Ya están montando la Tómbola –se ha tenido que mover de Paseo Sarasate, en obras, a la plaza del Baluarte, esa a la que UPN denominó Plaza de la Constitución, la misma Constitución que quiere rehacer ese mismo UPN por lo de la Transitoria Cuarta, un atisbo de libertad ciudadana si se diera que debería ser derecho de otros muchos pueblos y comunidades– y ya tenemos cartel ganador de los Sanfermines, así como el de la Feria del Toro.
El de Sanfermines, a mí, personalmente, no me gusta, aunque reconozco que tiene su encanto naif, pero, vamos, qué sabré yo de dibujos y pinturas, nada.
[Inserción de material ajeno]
//! Canvas reducer.
//!
//! Drives the drag, edge-draw and pan controllers from pointer messages and
//! applies structural edits.  Returns whether the scene needs re-rendering;
//! everything the host should hear about is appended to `events`.

use crate::canvas::drag::DragSession;
use crate::canvas::edge_draw::{DropOutcome, EdgeDrawSession};
use crate::canvas::geometry;
use crate::canvas::hit::{HitTarget, PressTarget};
use crate::canvas::viewport::PanSession;
use crate::error::CanvasError;
use crate::messages::{CanvasEvent, Message};
use crate::models::{ConnectorRef, Position};
use crate::session::{ActiveSession, SessionKind};
use crate::state::CanvasState;
use crate::{debug_log, warn_log};

pub fn update(state: &mut CanvasState, msg: &Message, events: &mut Vec<CanvasEvent>) -> bool {
    match msg {
        Message::PointerDown { target, screen } => pointer_down(state, target, *screen, events),
        Message::PointerMove { screen } => pointer_move(state, *screen, events),
        Message::PointerUp { target, screen } => pointer_up(state, target, *screen, events),
        Message::CancelSession => end_session(state, events).is_some(),
        Message::ZoomIn => {
            let changed = state.viewport.zoom_in(&state.config.zoom);
            viewport_changed(state, changed, events)
        }
        Message::ZoomOut => {
            let changed = state.viewport.zoom_out(&state.config.zoom);
            viewport_changed(state, changed, events)
        }
        Message::Wheel { delta_y, screen } => {
            if *delta_y == 0.0 || !delta_y.is_finite() {
                return false;
            }
            let changed = state
                .viewport
                .zoom_about(*delta_y < 0.0, *screen, &state.config.zoom);
            viewport_changed(state, changed, events)
        }
        Message::SetViewportOrigin { origin } => {
            // Only affects how future pointer events map; nothing to redraw.
            state.viewport.origin = *origin;
            false
        }
        Message::AutoLayout { container_width } => {
            // Sessions hold pre-layout positions.
            end_session(state, events);
            let moved = state.auto_layout(*container_width);
            debug_log!("Auto-layout moved {} node(s)", moved.len());
            for (node_id, position) in moved {
                events.push(CanvasEvent::NodeMoved { node_id, position });
            }
            true
        }
        Message::AddNode { spec } => match state.add_node(spec.clone()) {
            Ok(added) => {
                for node in added.nodes {
                    events.push(CanvasEvent::NodeAdded { node });
                }
                for connection in added.connections {
                    events.push(CanvasEvent::ConnectionCreated { connection });
                }
                true
            }
            Err(err) => {
                warn_log!("Cannot add node: {}", err);
                false
            }
        },
        Message::DeleteNode { node_id } => match state.delete_node(node_id) {
            Ok(removed) => {
                for connection in removed.connections {
                    events.push(CanvasEvent::ConnectionDeleted {
                        connection_id: connection.id,
                    });
                }
                for node_id in removed.node_ids {
                    events.push(CanvasEvent::NodeDeleted { node_id });
                }
                true
            }
            Err(err) => {
                warn_log!("Cannot delete node: {}", err);
                false
            }
        },
        Message::DeleteConnection { connection_id } => match state.delete_connection(connection_id) {
            Some(connection) => {
                events.push(CanvasEvent::ConnectionDeleted {
                    connection_id: connection.id,
                });
                true
            }
            None => {
                debug_log!("Connection {} already gone", connection_id);
                false
            }
        },
        Message::RequestAddNodeOnConnection { connection_id } => {
            if state.graph.get(connection_id).is_some() {
                events.push(CanvasEvent::AddNodeOnConnectionRequested {
                    connection_id: connection_id.clone(),
                });
            }
            false
        }
        Message::SetNodeDisabled { node_id, disabled } => {
            report(state.set_node_disabled(node_id, *disabled))
        }
        Message::SetNodeProcessing { node_id, processing } => {
            report(state.set_node_processing(node_id, *processing))
        }
        Message::LoadSnapshot(snapshot) => {
            end_session(state, events);
            let dropped = state.load_snapshot(snapshot.clone());
            if !dropped.is_empty() {
                warn_log!("Dropped {} invalid connection(s) while loading", dropped.len());
            }
            true
        }
    }
}

fn report(result: Result<bool, CanvasError>) -> bool {
    result.unwrap_or_else(|err| {
        warn_log!("{}", err);
        false
    })
}

fn viewport_changed(state: &CanvasState, changed: bool, events: &mut Vec<CanvasEvent>) -> bool {
    if changed {
        events.push(CanvasEvent::ViewportChanged {
            viewport: state.viewport,
        });
    }
    changed
}

fn pointer_down(state: &mut CanvasState, target: &HitTarget, screen: Position, events: &mut Vec<CanvasEvent>) -> bool {
    if let Some(kind) = state.session.kind() {
        let err = CanvasError::SessionAlreadyActive { active: kind.as_str() };
        warn_log!("Ignoring pointer-down: {}", err);
        return false;
    }

    let canvas = state.to_canvas(screen);
    let session = match target.classify_press() {
        PressTarget::Connector(from) => {
            match EdgeDrawSession::start(&state.config.registry, &state.nodes, from, canvas) {
                Some(draw) => ActiveSession::EdgeDraw(draw),
                None => {
                    debug_log!("Pressed connector has no geometry, ignoring");
                    return false;
                }
            }
        }
        PressTarget::Node(node_id) => {
            let Some(node) = state.node(&node_id) else {
                return false;
            };
            match DragSession::start(node, &state.nodes, canvas, screen) {
                Some(drag) => ActiveSession::Drag(drag),
                None => return false,
            }
        }
        PressTarget::Interactive => return false,
        PressTarget::Canvas => ActiveSession::Pan(PanSession::start(screen, &state.viewport)),
    };

    let drag_node = match &session {
        ActiveSession::Drag(drag) => Some(drag.node_id.clone()),
        _ => None,
    };
    match state.session.begin(session) {
        Ok(kind) => {
            state.hovered_connector = None;
            debug_log!("Started {} session", kind.as_str());
            events.push(CanvasEvent::SessionStarted { kind });
            if let Some(node_id) = drag_node {
                events.push(CanvasEvent::NodeDragStarted { node_id });
            }
            true
        }
        Err(err) => {
            warn_log!("{}", err);
            false
        }
    }
}

fn pointer_move(state: &mut CanvasState, screen: Position, events: &mut Vec<CanvasEvent>) -> bool {
    let canvas = state.to_canvas(screen);
    if !state.session.is_active() {
        return update_hover(state, canvas);
    }

    let zoom = state.viewport.zoom;
    let stale = match state.session.get_mut() {
        Some(ActiveSession::Drag(drag)) => match drag.apply(&mut state.nodes, canvas) {
            Some(moved) => {
                for (node_id, position) in moved {
                    events.push(CanvasEvent::NodeMoved { node_id, position });
                }
                false
            }
            None => true,
        },
        Some(ActiveSession::EdgeDraw(draw)) => {
            if state.nodes.iter().any(|n| n.id == draw.from.node_id) {
                draw.track(canvas);
                false
            } else {
                true
            }
        }
        Some(ActiveSession::Pan(pan)) => {
            state.viewport.scroll = pan.scroll_for(screen, zoom);
            events.push(CanvasEvent::ViewportChanged {
                viewport: state.viewport,
            });
            false
        }
        None => false,
    };

    if stale {
        debug_log!("Session target vanished, ending session");
        end_session(state, events);
    }
    true
}

fn update_hover(state: &mut CanvasState, canvas: Position) -> bool {
    let hovered = geometry::connector_at_point(
        &state.config.registry,
        &state.nodes,
        canvas,
        state.config.connector_hit_radius,
    );
    if hovered == state.hovered_connector {
        return false;
    }
    state.hovered_connector = hovered;
    true
}

fn pointer_up(state: &mut CanvasState, target: &HitTarget, screen: Position, events: &mut Vec<CanvasEvent>) -> bool {
    let Some(session) = state.session.end() else {
        return false;
    };
    let kind = session.kind();

    match session {
        ActiveSession::Drag(drag) => {
            if state.node(&drag.node_id).is_some() && drag.is_click(screen, state.config.click_threshold) {
                events.push(CanvasEvent::NodeClicked {
                    node_id: drag.node_id.clone(),
                });
            }
            events.push(CanvasEvent::NodeDragEnded { node_id: drag.node_id });
        }
        ActiveSession::EdgeDraw(draw) => finish_edge(state, &draw, target, events),
        ActiveSession::Pan(_) => {}
    }

    debug_log!("Ended {} session", kind.as_str());
    events.push(CanvasEvent::SessionEnded { kind });
    true
}

fn finish_edge(state: &mut CanvasState, draw: &EdgeDrawSession, target: &HitTarget, events: &mut Vec<CanvasEvent>) {
    if state.node(&draw.from.node_id).is_none() {
        debug_log!("Edge source {} vanished, cancelling", draw.from.node_id);
        return;
    }

    match draw.finish(&state.config.registry, &state.nodes, target) {
        DropOutcome::Connect { from, to } => {
            let to = ConnectorRef::new(to.node_id, to.connector_id);
            match state
                .graph
                .try_create_connection(&mut state.nodes, &state.config, &from, &to)
            {
                Ok(connection) => events.push(CanvasEvent::ConnectionCreated { connection }),
                Err(reason) => events.push(CanvasEvent::ConnectionCreationRejected { reason, from, to }),
            }
        }
        DropOutcome::Cancel => debug_log!("Edge draw dropped on empty space"),
    }
}

/// End the active session on any path other than a pointer-up.
fn end_session(state: &mut CanvasState, events: &mut Vec<CanvasEvent>) -> Option<SessionKind> {
    let session = state.session.end()?;
    let kind = session.kind();
    if let ActiveSession::Drag(drag) = session {
        events.push(CanvasEvent::NodeDragEnded { node_id: drag.node_id });
    }
    debug_log!("Cancelled {} session", kind.as_str());
    events.push(CanvasEvent::SessionEnded { kind });
    Some(kind)
}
El caso es que subidos a lomos de pequeños y grandes ritos –en Napardi ya vi que celebraron cenas de la escalera el día 5, aunque luego no sé si quienes limpian las cocinas y la sociedad son hombres o mujeres, eso no sé si va en los estatutos o se juega a varias barajas– esto ya va oliendo no solo a San Fermín, que por supuesto, sino a verano, porque para muchos y muchas San Fermín marca precisamente el inicio del verano: arranca la fiesta, me largo de aquí.
Tienen muy mala prensa –y más entre el casticismo más militante, unos plastas de cojones, algunos, lógicamente– todos aquellos que no solo huyen de San Fermín sino que reniegan de la ciudad y de la fiesta durante esos 9 días locos de julio, pero lo cierto es que son muchos y para mí que históricamente no se les ha dado el peso que merecen.
Vamos, el ciudadano normal y corriente al que por mil motivos le supera ese mogollón de todo tipo y que se larga de la ciudad que más o menos ama para que la devoren unos cuantos de por aquí y otros muchos de por allá. No hay escritas novelas de quien se pira, ni les invitan a las tertulias ni les dan el, Gallico de Oro o el premio equis. No cuentan. Y podrían contar muchas cosas que aportaran. Algún año deberían nominarles para tirar el chupinazo. Lanzarlo y coger carretera y manta.